AIM OF THE TASK
Which lines below include the string "Inverse"? Please show each one.

□ □ □ □ □ □ □

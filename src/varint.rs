//! Variable-length integer encoding (LEB128) and zigzag mapping
//!
//! The compact wire variant writes tags and integers as zigzag varints and
//! lengths/counts as unsigned varints.

use crate::error::{Error, Result};

/// Maximum bytes needed for a u32 varint (5 bytes)
pub const MAX_VARINT_U32_SIZE: usize = 5;

/// Maximum bytes needed for a u64 varint (10 bytes)
pub const MAX_VARINT_U64_SIZE: usize = 10;

/// Encode a u32 as varint into the given buffer
///
/// Returns the number of bytes written, or Error::ShortBuffer if insufficient space.
#[inline]
pub fn encode_u32(value: u32, buf: &mut [u8]) -> Result<usize> {
    encode_u64(u64::from(value), buf)
}

/// Decode a u32 varint from the given buffer
///
/// Returns (value, bytes_consumed) or an error.
#[inline]
pub fn decode_u32(buf: &[u8]) -> Result<(u32, usize)> {
    let (value, len) = decode_bounded(buf, MAX_VARINT_U32_SIZE)?;
    let value = u32::try_from(value).map_err(|_| Error::Overflow)?;
    Ok((value, len))
}

/// Encode a u64 as varint into the given buffer
///
/// Returns the number of bytes written, or Error::ShortBuffer if insufficient space.
#[inline]
pub fn encode_u64(value: u64, buf: &mut [u8]) -> Result<usize> {
    let mut value = value;
    let mut pos = 0;

    loop {
        if pos >= buf.len() {
            return Err(Error::ShortBuffer);
        }

        if value < 0x80 {
            buf[pos] = value as u8;
            return Ok(pos + 1);
        }

        buf[pos] = (value as u8) | 0x80;
        value >>= 7;
        pos += 1;
    }
}

/// Decode a u64 varint from the given buffer
///
/// Returns (value, bytes_consumed) or an error.
#[inline]
pub fn decode_u64(buf: &[u8]) -> Result<(u64, usize)> {
    decode_bounded(buf, MAX_VARINT_U64_SIZE)
}

fn decode_bounded(buf: &[u8], max_len: usize) -> Result<(u64, usize)> {
    let mut result = 0u64;
    let mut shift = 0u32;

    for pos in 0..max_len {
        let Some(&byte) = buf.get(pos) else {
            return Err(Error::UnexpectedEof);
        };

        let bits = u64::from(byte & 0x7F);
        // 10th byte of a u64 may only carry the top bit
        if shift == 63 && bits > 1 {
            return Err(Error::Overflow);
        }
        result |= bits << shift;

        if byte & 0x80 == 0 {
            return Ok((result, pos + 1));
        }

        shift += 7;
    }

    Err(Error::Overflow)
}

/// Map a signed integer onto an unsigned one so small magnitudes stay small
#[inline]
pub const fn zigzag_encode_i64(value: i64) -> u64 {
    ((value << 1) ^ (value >> 63)) as u64
}

/// Inverse of [`zigzag_encode_i64`]
#[inline]
pub const fn zigzag_decode_i64(value: u64) -> i64 {
    ((value >> 1) as i64) ^ -((value & 1) as i64)
}

/// 32-bit zigzag mapping
#[inline]
pub const fn zigzag_encode_i32(value: i32) -> u32 {
    ((value << 1) ^ (value >> 31)) as u32
}

/// Inverse of [`zigzag_encode_i32`]
#[inline]
pub const fn zigzag_decode_i32(value: u32) -> i32 {
    ((value >> 1) as i32) ^ -((value & 1) as i32)
}

#[cfg(test)]
mod tests {
    use super::*;

    #[test]
    fn test_u32_roundtrip() {
        let test_values = [0, 1, 127, 128, 16383, 16384, u32::MAX];

        for &val in &test_values {
            let mut buf = [0u8; MAX_VARINT_U32_SIZE];
            let encoded_len = encode_u32(val, &mut buf).unwrap();
            let (decoded_val, decoded_len) = decode_u32(&buf[..encoded_len]).unwrap();

            assert_eq!(val, decoded_val);
            assert_eq!(encoded_len, decoded_len);
        }
    }

    #[test]
    fn test_u64_roundtrip() {
        let test_values = [0, 1, 127, 128, 16383, 16384, u32::MAX as u64, u64::MAX];

        for &val in &test_values {
            let mut buf = [0u8; MAX_VARINT_U64_SIZE];
            let encoded_len = encode_u64(val, &mut buf).unwrap();
            let (decoded_val, decoded_len) = decode_u64(&buf[..encoded_len]).unwrap();

            assert_eq!(val, decoded_val);
            assert_eq!(encoded_len, decoded_len);
        }
    }

    #[test]
    fn test_known_encodings() {
        let mut buf = [0u8; MAX_VARINT_U32_SIZE];
        assert_eq!(encode_u32(300, &mut buf).unwrap(), 2);
        assert_eq!(&buf[..2], &[0xAC, 0x02]);
    }

    #[test]
    fn test_buffer_too_small() {
        let mut buf = [0u8; 2]; // Too small for large values
        assert_eq!(encode_u32(u32::MAX, &mut buf), Err(Error::ShortBuffer));
    }

    #[test]
    fn test_unexpected_eof() {
        let buf = [0x80]; // Incomplete varint
        assert_eq!(decode_u32(&buf), Err(Error::UnexpectedEof));
    }

    #[test]
    fn test_overlong_varint() {
        let buf = [0xFF, 0xFF, 0xFF, 0xFF, 0xFF, 0x01];
        assert_eq!(decode_u32(&buf), Err(Error::Overflow));

        // fits in five bytes but not in 32 bits
        let buf = [0xFF, 0xFF, 0xFF, 0xFF, 0x7F];
        assert_eq!(decode_u32(&buf), Err(Error::Overflow));

        let buf = [0xFF, 0xFF, 0xFF, 0xFF, 0xFF, 0xFF, 0xFF, 0xFF, 0xFF, 0x02];
        assert_eq!(decode_u64(&buf), Err(Error::Overflow));
    }

    #[test]
    fn test_zigzag() {
        assert_eq!(zigzag_encode_i64(0), 0);
        assert_eq!(zigzag_encode_i64(-1), 1);
        assert_eq!(zigzag_encode_i64(1), 2);
        assert_eq!(zigzag_encode_i64(-2), 3);
        assert_eq!(zigzag_encode_i32(i32::MIN), u32::MAX);

        for v in [0i64, 1, -1, 63, -64, i64::MIN, i64::MAX] {
            assert_eq!(zigzag_decode_i64(zigzag_encode_i64(v)), v);
        }
        for v in [0i32, 1, -1, i32::MIN, i32::MAX] {
            assert_eq!(zigzag_decode_i32(zigzag_encode_i32(v)), v);
        }
    }
}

□ □ □ □ □ □ □

SOLUTION
/// Inverse of [`zigzag_encode_i64`]
/// Inverse of [`zigzag_encode_i32`]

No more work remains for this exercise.